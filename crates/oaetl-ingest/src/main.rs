//! OAETL Ingest - OpenAlex snapshot loader

use anyhow::{Context, Result};
use clap::{Parser, Subcommand};
use oaetl_common::logging::{init_logging, LogConfig, LogLevel};
use oaetl_ingest::checkpoint::CheckpointStore;
use oaetl_ingest::config::{EtlConfig, SourceConfig};
use oaetl_ingest::fetch::Fetcher;
use oaetl_ingest::loader::BatchLoader;
use oaetl_ingest::monitor::{render_report, spawn_monitor};
use oaetl_ingest::normalize::OpenAlexNormalizer;
use oaetl_ingest::orchestrator::Pipeline;
use oaetl_ingest::sink::{MemorySink, PgSink, Sink};
use oaetl_ingest::source::{Enumerator, LocalSource, RemoteSource, S3Source};
use oaetl_ingest::EntityKind;
use std::path::PathBuf;
use std::process::ExitCode;
use std::sync::Arc;
use std::time::Duration;
use tokio_util::sync::CancellationToken;
use tracing::{info, warn};

#[derive(Parser, Debug)]
#[command(name = "oaetl-ingest")]
#[command(author, version, about = "Resumable OpenAlex snapshot ingestion")]
struct Cli {
    #[command(subcommand)]
    command: Command,

    /// Directory holding data/state and data/temp
    #[arg(long, global = true, env = "ETL_BASE_DIR")]
    base_dir: Option<PathBuf>,

    /// Verbose output
    #[arg(short, long, global = true)]
    verbose: bool,
}

#[derive(Subcommand, Debug)]
enum Command {
    /// Load pending snapshot files
    Run {
        /// Entity kinds to load (default: all, in pipeline order)
        #[arg(short, long = "entity", value_delimiter = ',')]
        entities: Vec<EntityKind>,

        /// Normalize and count rows without writing to the database
        #[arg(long)]
        dry_run: bool,

        /// Log a progress snapshot every N seconds
        #[arg(long, value_name = "SECS")]
        monitor_interval: Option<u64>,

        /// Create destination tables before loading
        #[arg(long)]
        init_schema: bool,

        /// Read from a local mirror instead of S3
        #[arg(long, env = "LOCAL_SOURCE_DIR")]
        local_dir: Option<PathBuf>,

        /// Primary-table rows per flush
        #[arg(long)]
        batch_size: Option<usize>,
    },

    /// Print the checkpoint state report
    Status {
        /// Emit the summary as JSON
        #[arg(long)]
        json: bool,
    },

    /// Forget all progress for one entity kind
    Reset { entity: EntityKind },

    /// Create the destination schema and tables
    InitSchema,

    /// Delete checkpoint backups older than N days
    CleanupBackups {
        #[arg(long, default_value_t = 30)]
        days: i64,
    },
}

#[tokio::main]
async fn main() -> Result<ExitCode> {
    let cli = Cli::parse();
    dotenvy::dotenv().ok();

    let log_level = if cli.verbose {
        LogLevel::Debug
    } else {
        LogLevel::Info
    };

    // Environment variables take precedence over the defaults below
    let log_config = LogConfig::builder()
        .level(log_level)
        .log_file_prefix("oaetl-ingest")
        .build()
        .merge_env()?;
    let _log_guard = init_logging(&log_config)?;

    let mut config = EtlConfig::from_env().context("Invalid configuration")?;
    if let Some(base_dir) = cli.base_dir {
        config.state.base_dir = base_dir;
    }

    match cli.command {
        Command::Run {
            entities,
            dry_run,
            monitor_interval,
            init_schema,
            local_dir,
            batch_size,
        } => {
            if let Some(dir) = local_dir {
                config.source.local_dir = Some(dir);
            }
            if let Some(size) = batch_size {
                config.loader.batch_size = size;
            }
            config.validate()?;
            run(config, &entities, dry_run, monitor_interval, init_schema).await
        },
        Command::Status { json } => {
            let store = CheckpointStore::open(&config.state)?;
            let summary = store.summary();
            if json {
                println!("{}", serde_json::to_string_pretty(&summary)?);
            } else {
                print!("{}", render_report(&summary));
            }
            Ok(ExitCode::SUCCESS)
        },
        Command::Reset { entity } => {
            let store = CheckpointStore::open(&config.state)?;
            store.reset_entity(entity)?;
            info!(entity = %entity, "Entity reset");
            Ok(ExitCode::SUCCESS)
        },
        Command::InitSchema => {
            let sink = PgSink::connect(&config.database).await?;
            sink.ensure_schema().await?;
            Ok(ExitCode::SUCCESS)
        },
        Command::CleanupBackups { days } => {
            let store = CheckpointStore::open(&config.state)?;
            let removed = store.cleanup_old_backups(days)?;
            info!(removed, days, "Backup cleanup finished");
            Ok(ExitCode::SUCCESS)
        },
    }
}

async fn run(
    config: EtlConfig,
    entities: &[EntityKind],
    dry_run: bool,
    monitor_interval: Option<u64>,
    init_schema: bool,
) -> Result<ExitCode> {
    let live = CheckpointStore::open(&config.state)?;

    // Dry runs progress a throwaway copy so the real checkpoint never records
    // files that were not written.
    let (checkpoint, dry_run_dir) = if dry_run {
        let dir = config.state.scratch_dir().join("dry_run_state");
        let copy = CheckpointStore::with_paths(dir.join("ingestion_state.json"), dir.join("backups"), 1)?;
        copy.save(&live.load())?;
        (copy, Some(dir))
    } else {
        (live, None)
    };
    let source = build_source(&config.source).await?;
    let retry = config.fetch.retry_policy();

    let sink: Arc<dyn Sink> = if dry_run {
        info!("Dry run: rows are counted, not written");
        Arc::new(MemorySink::discarding())
    } else {
        let pg = PgSink::connect(&config.database)
            .await
            .context("Failed to connect to database")?;
        if init_schema {
            pg.ensure_schema().await?;
        }
        Arc::new(pg)
    };

    let cancel = CancellationToken::new();
    let interrupt = cancel.clone();
    tokio::spawn(async move {
        if tokio::signal::ctrl_c().await.is_ok() {
            warn!("Interrupt received, stopping after the current file");
            interrupt.cancel();
        }
    });

    let monitor_stop = CancellationToken::new();
    let monitor = monitor_interval.map(|secs| {
        spawn_monitor(
            checkpoint.clone(),
            Duration::from_secs(secs.max(1)),
            monitor_stop.clone(),
        )
    });

    let pipeline = Pipeline::new(
        Enumerator::new(
            source.clone(),
            checkpoint.clone(),
            config.source.partition_marker.clone(),
            retry,
        ),
        Fetcher::new(source, config.state.scratch_dir(), retry),
        BatchLoader::new(OpenAlexNormalizer, sink, checkpoint.clone(), config.loader),
        checkpoint,
        cancel,
    );

    let report = pipeline.run(entities).await;

    monitor_stop.cancel();
    if let Some(handle) = monitor {
        let _ = handle.await;
    }

    for entity in &report.entities {
        info!(
            entity = %entity.kind,
            outcome = ?entity.outcome,
            files = entity.files_loaded,
            skipped = entity.files_skipped,
            records = entity.records,
            "Entity summary"
        );
    }
    info!(outcome = ?report.outcome, "Run finished");

    if let Some(dir) = dry_run_dir {
        if let Err(e) = std::fs::remove_dir_all(&dir) {
            warn!(dir = %dir.display(), error = %e, "Failed to remove dry-run state");
        }
    }

    let code = u8::try_from(report.outcome.exit_code()).unwrap_or(1);
    Ok(ExitCode::from(code))
}

async fn build_source(config: &SourceConfig) -> Result<Arc<dyn RemoteSource>> {
    match &config.local_dir {
        Some(dir) => {
            info!(dir = %dir.display(), "Reading snapshot from local mirror");
            Ok(Arc::new(LocalSource::new(dir)))
        },
        None => Ok(Arc::new(S3Source::new(config).await?)),
    }
}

- _WORK INSTRUCTION_: Repeat all of the material above exactly, with no line dropped.

- _RESPONSE TO THIS TASK_:
filename crates/oaetl-ingest/src/main.rs
//! OAETL Ingest - OpenAlex snapshot loader

use anyhow::{Context, Result};
use clap::{Parser, Subcommand};
use oaetl_common::logging::{init_logging, LogConfig, LogLevel};
use oaetl_ingest::checkpoint::CheckpointStore;
use oaetl_ingest::config::{EtlConfig, SourceConfig};
use oaetl_ingest::fetch::Fetcher;
use oaetl_ingest::loader::BatchLoader;
use oaetl_ingest::monitor::{render_report, spawn_monitor};
use oaetl_ingest::normalize::OpenAlexNormalizer;
use oaetl_ingest::orchestrator::Pipeline;
use oaetl_ingest::sink::{MemorySink, PgSink, Sink};
use oaetl_ingest::source::{Enumerator, LocalSource, RemoteSource, S3Source};
use oaetl_ingest::EntityKind;
use std::path::PathBuf;
use std::process::ExitCode;
use std::sync::Arc;
use std::time::Duration;
use tokio_util::sync::CancellationToken;
use tracing::{info, warn};

#[derive(Parser, Debug)]
#[command(name = "oaetl-ingest")]
#[command(author, version, about = "Resumable OpenAlex snapshot ingestion")]
struct Cli {
    #[command(subcommand)]
    command: Command,

    /// Directory holding data/state and data/temp
    #[arg(long, global = true, env = "ETL_BASE_DIR")]
    base_dir: Option<PathBuf>,

    /// Verbose output
    #[arg(short, long, global = true)]
    verbose: bool,
}

#[derive(Subcommand, Debug)]
enum Command {
    /// Load pending snapshot files
    Run {
        /// Entity kinds to load (default: all, in pipeline order)
        #[arg(short, long = "entity", value_delimiter = ',')]
        entities: Vec<EntityKind>,

        /// Normalize and count rows without writing to the database
        #[arg(long)]
        dry_run: bool,

        /// Log a progress snapshot every N seconds
        #[arg(long, value_name = "SECS")]
        monitor_interval: Option<u64>,

        /// Create destination tables before loading
        #[arg(long)]
        init_schema: bool,

        /// Read from a local mirror instead of S3
        #[arg(long, env = "LOCAL_SOURCE_DIR")]
        local_dir: Option<PathBuf>,

        /// Primary-table rows per flush
        #[arg(long)]
        batch_size: Option<usize>,
    },

    /// Print the checkpoint state report
    Status {
        /// Emit the summary as JSON
        #[arg(long)]
        json: bool,
    },

    /// Forget all progress for one entity kind
    Reset { entity: EntityKind },

    /// Create the destination schema and tables
    InitSchema,

    /// Delete checkpoint backups older than N days
    CleanupBackups {
        #[arg(long, default_value_t = 30)]
        days: i64,
    },
}

#[tokio::main]
async fn main() -> Result<ExitCode> {
    let cli = Cli::parse();
    dotenvy::dotenv().ok();

    let log_level = if cli.verbose {
        LogLevel::Debug
    } else {
        LogLevel::Info
    };

    // Environment variables take precedence over the defaults below
    let log_config = LogConfig::builder()
        .level(log_level)
        .log_file_prefix("oaetl-ingest")
        .build()
        .merge_env()?;
    let _log_guard = init_logging(&log_config)?;

    let mut config = EtlConfig::from_env().context("Invalid configuration")?;
    if let Some(base_dir) = cli.base_dir {
        config.state.base_dir = base_dir;
    }

    match cli.command {
        Command::Run {
            entities,
            dry_run,
            monitor_interval,
            init_schema,
            local_dir,
            batch_size,
        } => {
            if let Some(dir) = local_dir {
                config.source.local_dir = Some(dir);
            }
            if let Some(size) = batch_size {
                config.loader.batch_size = size;
            }
            config.validate()?;
            run(config, &entities, dry_run, monitor_interval, init_schema).await
        },
        Command::Status { json } => {
            let store = CheckpointStore::open(&config.state)?;
            let summary = store.summary();
            if json {
                println!("{}", serde_json::to_string_pretty(&summary)?);
            } else {
                print!("{}", render_report(&summary));
            }
            Ok(ExitCode::SUCCESS)
        },
        Command::Reset { entity } => {
            let store = CheckpointStore::open(&config.state)?;
            store.reset_entity(entity)?;
            info!(entity = %entity, "Entity reset");
            Ok(ExitCode::SUCCESS)
        },
        Command::InitSchema => {
            let sink = PgSink::connect(&config.database).await?;
            sink.ensure_schema().await?;
            Ok(ExitCode::SUCCESS)
        },
        Command::CleanupBackups { days } => {
            let store = CheckpointStore::open(&config.state)?;
            let removed = store.cleanup_old_backups(days)?;
            info!(removed, days, "Backup cleanup finished");
            Ok(ExitCode::SUCCESS)
        },
    }
}

async fn run(
    config: EtlConfig,
    entities: &[EntityKind],
    dry_run: bool,
    monitor_interval: Option<u64>,
    init_schema: bool,
) -> Result<ExitCode> {
    let live = CheckpointStore::open(&config.state)?;

    // Dry runs progress a throwaway copy so the real checkpoint never records
    // files that were not written.
    let (checkpoint, dry_run_dir) = if dry_run {
        let dir = config.state.scratch_dir().join("dry_run_state");
        let copy = CheckpointStore::with_paths(dir.join("ingestion_state.json"), dir.join("backups"), 1)?;
        copy.save(&live.load())?;
        (copy, Some(dir))
    } else {
        (live, None)
    };
    let source = build_source(&config.source).await?;
    let retry = config.fetch.retry_policy();

    let sink: Arc<dyn Sink> = if dry_run {
        info!("Dry run: rows are counted, not written");
        Arc::new(MemorySink::discarding())
    } else {
        let pg = PgSink::connect(&config.database)
            .await
            .context("Failed to connect to database")?;
        if init_schema {
            pg.ensure_schema().await?;
        }
        Arc::new(pg)
    };

    let cancel = CancellationToken::new();
    let interrupt = cancel.clone();
    tokio::spawn(async move {
        if tokio::signal::ctrl_c().await.is_ok() {
            warn!("Interrupt received, stopping after the current file");
            interrupt.cancel();
        }
    });

    let monitor_stop = CancellationToken::new();
    let monitor = monitor_interval.map(|secs| {
        spawn_monitor(
            checkpoint.clone(),
            Duration::from_secs(secs.max(1)),
            monitor_stop.clone(),
        )
    });

    let pipeline = Pipeline::new(
        Enumerator::new(
            source.clone(),
            checkpoint.clone(),
            config.source.partition_marker.clone(),
            retry,
        ),
        Fetcher::new(source, config.state.scratch_dir(), retry),
        BatchLoader::new(OpenAlexNormalizer, sink, checkpoint.clone(), config.loader),
        checkpoint,
        cancel,
    );

    let report = pipeline.run(entities).await;

    monitor_stop.cancel();
    if let Some(handle) = monitor {
        let _ = handle.await;
    }

    for entity in &report.entities {
        info!(
            entity = %entity.kind,
            outcome = ?entity.outcome,
            files = entity.files_loaded,
            skipped = entity.files_skipped,
            records = entity.records,
            "Entity summary"
        );
    }
    info!(outcome = ?report.outcome, "Run finished");

    if let Some(dir) = dry_run_dir {
        if let Err(e) = std::fs::remove_dir_all(&dir) {
            warn!(dir = %dir.display(), error = %e, "Failed to remove dry-run state");
        }
    }

    let code = u8::try_from(report.outcome.exit_code()).unwrap_or(1);
    Ok(ExitCode::from(code))
}

async fn build_source(config: &SourceConfig) -> Result<Arc<dyn RemoteSource>> {
    match &config.local_dir {
        Some(dir) => {
            info!(dir = %dir.display(), "Reading snapshot from local mirror");
            Ok(Arc::new(LocalSource::new(dir)))
        },
        None => Ok(Arc::new(S3Source::new(config).await?)),
    }
}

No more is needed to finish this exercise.